Windows 3.1時代に紙文書をデータ化するソフトウェアを開発
―― まず、キャリアの出発点から教えてください。
徳丸氏: 私は京セラでプログラマーとしてキャリアをスタートしました。いまで言うソフトウェアエンジニアですが、当時は要件ヒアリングから設計、開発、納品までを一人で完結する仕事の進め方でした。社内の情報システム部門はCOBOLが主流で、私はFORTRAN、C言語など、COBOL以外の言語を使う部門(設計・製造現場の支援)を担当していました。
―― 自社プロダクト開発にも挑戦したのですね。
徳丸氏: 部長の号令で紙文書をスキャンしてファイリングするソフトウェア、当時で言う「文書ファイリングシステム」をPCで実現しようとしました。

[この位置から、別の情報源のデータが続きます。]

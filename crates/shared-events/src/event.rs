//! # Event
//!
//! A named, typed list of handlers.

use parking_lot::RwLock;
use std::fmt;
use std::sync::atomic::{AtomicU64, Ordering};
use std::sync::Arc;
use tracing::trace;

/// Callback invoked with a reference to the event payload.
pub type Handler<T> = Arc<dyn Fn(&T) + Send + Sync>;

/// Handle returned by [`Event::attach`], used to detach later.
#[derive(Clone, Copy, Debug, PartialEq, Eq, Hash)]
pub struct SubscriptionId(u64);

/// Observer registry for a single event kind.
pub struct Event<T> {
    name: &'static str,
    handlers: RwLock<Vec<(SubscriptionId, Handler<T>)>>,
    next_id: AtomicU64,
    triggered: AtomicU64,
}

impl<T> Event<T> {
    /// Create an empty registry. `name` is used in trace output only.
    #[must_use]
    pub fn new(name: &'static str) -> Self {
        Self {
            name,
            handlers: RwLock::new(Vec::new()),
            next_id: AtomicU64::new(1),
            triggered: AtomicU64::new(0),
        }
    }

    pub fn name(&self) -> &'static str {
        self.name
    }

    /// Register a handler.
    pub fn attach<F>(&self, handler: F) -> SubscriptionId
    where
        F: Fn(&T) + Send + Sync + 'static,
    {
        let id = SubscriptionId(self.next_id.fetch_add(1, Ordering::Relaxed));
        self.handlers.write().push((id, Arc::new(handler)));
        trace!(event = self.name, subscription = id.0, "Handler attached");
        id
    }

    /// Remove a handler. Returns `false` if it was not attached.
    pub fn detach(&self, id: SubscriptionId) -> bool {
        let mut handlers = self.handlers.write();
        let before = handlers.len();
        handlers.retain(|(sub, _)| *sub != id);
        before != handlers.len()
    }

    /// Invoke every handler with `payload`.
    ///
    /// Returns the number of handlers invoked.
    pub fn trigger(&self, payload: &T) -> usize {
        let snapshot: Vec<Handler<T>> = self
            .handlers
            .read()
            .iter()
            .map(|(_, handler)| Arc::clone(handler))
            .collect();

        self.triggered.fetch_add(1, Ordering::Relaxed);
        trace!(event = self.name, handlers = snapshot.len(), "Event triggered");

        for handler in &snapshot {
            handler(payload);
        }
        snapshot.len()
    }

    #[must_use]
    pub fn subscriber_count(&self) -> usize {
        self.handlers.read().len()
    }

    /// Total number of times this event was triggered.
    #[must_use]
    pub fn triggered_count(&self) -> u64 {
        self.triggered.load(Ordering::Relaxed)
    }
}

impl<T> fmt::Debug for Event<T> {
    fn fmt(&self, f: &mut fmt::Formatter<'_>) -> fmt::Result {
        f.debug_struct("Event")
            .field("name", &self.name)
            .field("subscribers", &self.subscriber_count())
            .field("triggered", &self.triggered_count())
            .finish()
    }
}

市場には光ディスク一体型の専用機が650万円程度で提供されていましたが、PC版なら安価に提供できると考え、PC用スキャナー+Windows 3.1上の表示をハードウェア増設に頼らずソフトウェアだけでチューニングして高速化し、実用的な性能を実現しました。
スキャナーだけなら追加投資は数十万円ですので、競合と比べると非常に安価なソリューションでしたね。
―― 売れ行きはいかがでしたか?
徳丸氏: 残念ながら売れませんでした。今振り返ると、「先見の明がありすぎた」のかもしれませんね(笑)。製品開発は「半歩先を行くことが大切」とよく言われますが、当時、社内でもソフトウェアを売る経験が乏しかったので、一歩以上先を行ってしまった感覚があります(笑)。

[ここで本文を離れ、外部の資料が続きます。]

//! Background maintenance tasks.

use crate::tangle::Tangle;
use std::sync::Arc;
use tg_03_eligibility::UtxoDag;
use tokio::task::JoinHandle;
use tokio::time::MissedTickBehavior;
use tracing::{debug, info, warn};

/// Periodically re-check messages parked on a ledger dependency.
///
/// Runs every `TangleConfig::recheck_interval` until the tangle shuts down
/// or the handle is aborted. Each pass runs on the blocking pool.
pub fn spawn_pending_recheck<U: UtxoDag + 'static>(tangle: Arc<Tangle<U>>) -> JoinHandle<()> {
    let period = tangle.config().recheck_interval;
    tokio::spawn(async move {
        let mut interval = tokio::time::interval(period);
        interval.set_missed_tick_behavior(MissedTickBehavior::Delay);
        // First tick completes immediately.
        interval.tick().await;

        loop {
            interval.tick().await;
            if tangle.is_shutting_down() {
                break;
            }
            let runner = Arc::clone(&tangle);
            match tokio::task::spawn_blocking(move || runner.recheck_pending()).await {
                Ok(0) => {}
                Ok(released) => {
                    info!(released, "[tg-03] Pending messages released by re-check");
                }
                Err(err) => warn!(error = %err, "Pending re-check pass failed"),
            }
        }
        debug!("Pending re-check stopped");
    })
}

独力で気づいたSQLインジェクションがセキュリティの扉を開く
―― 当時の開発経験が、徳丸さんの専門分野であるWebセキュリティの基礎になっているのでしょうか?
徳丸氏: そうですね。開発したソフトウェアは、文書データベースなのでSQLを使っていました。SQL文をいじっていたときに、シングルクォートを入れるとエラーになり、使い方によっては悪用ができることに気づきました。エスケープ処理の大切さがここで分かったのですが、当時「SQLインジェクション」という言葉を知らずに、攻撃が成立する理屈を発見したことで、セキュリティの世界の面白さを実感しました。
―― そこからセキュリティの世界に入ったのでしょうか?
徳丸氏: 当時は自分のことを根っからのプログラマーだと思っていましたが、セキュリティも面白いなと感じ始めたのがこの頃ですね。ただ、まだセキュリティを職種にできる時代ではありませんでした。

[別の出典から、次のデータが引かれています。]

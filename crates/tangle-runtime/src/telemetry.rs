//! Log subscriber setup.
//!
//! JSON output for containers and log shippers, pretty output for
//! development. `RUST_LOG` takes precedence over the configured level.

use crate::config::LogConfig;
use thiserror::Error;
use tracing_subscriber::{layer::SubscriberExt, util::SubscriberInitExt, EnvFilter};

#[derive(Debug, Error)]
pub enum TelemetryError {
    #[error("Invalid log filter: {0}")]
    InvalidFilter(String),

    #[error("Subscriber initialization failed: {0}")]
    SubscriberInit(String),
}

/// Install the global tracing subscriber.
///
/// Fails if a global subscriber is already installed.
pub fn init_logging(config: &LogConfig) -> Result<(), TelemetryError> {
    let env_filter = EnvFilter::try_from_default_env()
        .or_else(|_| EnvFilter::try_new(&config.level))
        .map_err(|e| TelemetryError::InvalidFilter(e.to_string()))?;

    if config.json {
        let json_layer = tracing_subscriber::fmt::layer()
            .json()
            .with_target(true)
            .with_thread_ids(true)
            .with_file(true)
            .with_line_number(true);

        tracing_subscriber::registry()
            .with(env_filter)
            .with(json_layer)
            .try_init()
            .map_err(|e| TelemetryError::SubscriberInit(e.to_string()))?;
    } else {
        let fmt_layer = tracing_subscriber::fmt::layer()
            .with_target(true)
            .with_thread_ids(false)
            .with_ansi(true);

        tracing_subscriber::registry()
            .with(env_filter)
            .with(fmt_layer)
            .try_init()
            .map_err(|e| TelemetryError::SubscriberInit(e.to_string()))?;
    }

    tracing::info!(level = %config.level, json = config.json, "Logging initialized");
    Ok(())
}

1999年ごろには、DDIからの委託業務でEZwebの認証・課金の開発に携わりました。開発を引き受けたのは私の部署ではなかったのですが、「インターネットのことは徳丸に頼るのがよいだろう」と振られて開発に加わりました。
当時の携帯電話のネットワークは、NTTドコモのiモード、DDIのEZwebなどが普及しはじめた時代です。端末の認証・課金をオンラインで実現する必要があり、「Webの技術で全てやるしかない」という方針の下、資料がほとんどない中でセキュリティの設計にも挑んでいます。
その後、2004年頃に大きな転機がありました。当時、京セラ子会社の京セラコミュニケーションシステム(KCCS)で売り上げにも責任を持っていたのですが、近畿地方にはセキュリティにお金をかけようという企業が多くありませんでした。「これは東京へ行かなければならない」と感じ、社長に転勤をこっそり相談しました。その結果、「セキュリティをやってもいいが、DDI(第二電電。その後、KDDI、IDOと合併して現在のKDDIが誕生)から依頼される開発を担当する部門の事業部長を引き受ける」という条件で移ることになります。
移籍先は売り上げが確保されていたので、そちらを心配する必要がなくなりました。「作っても売れない」という状況を抜け出し、セキュリティ事業について検討できることがうれしかったです。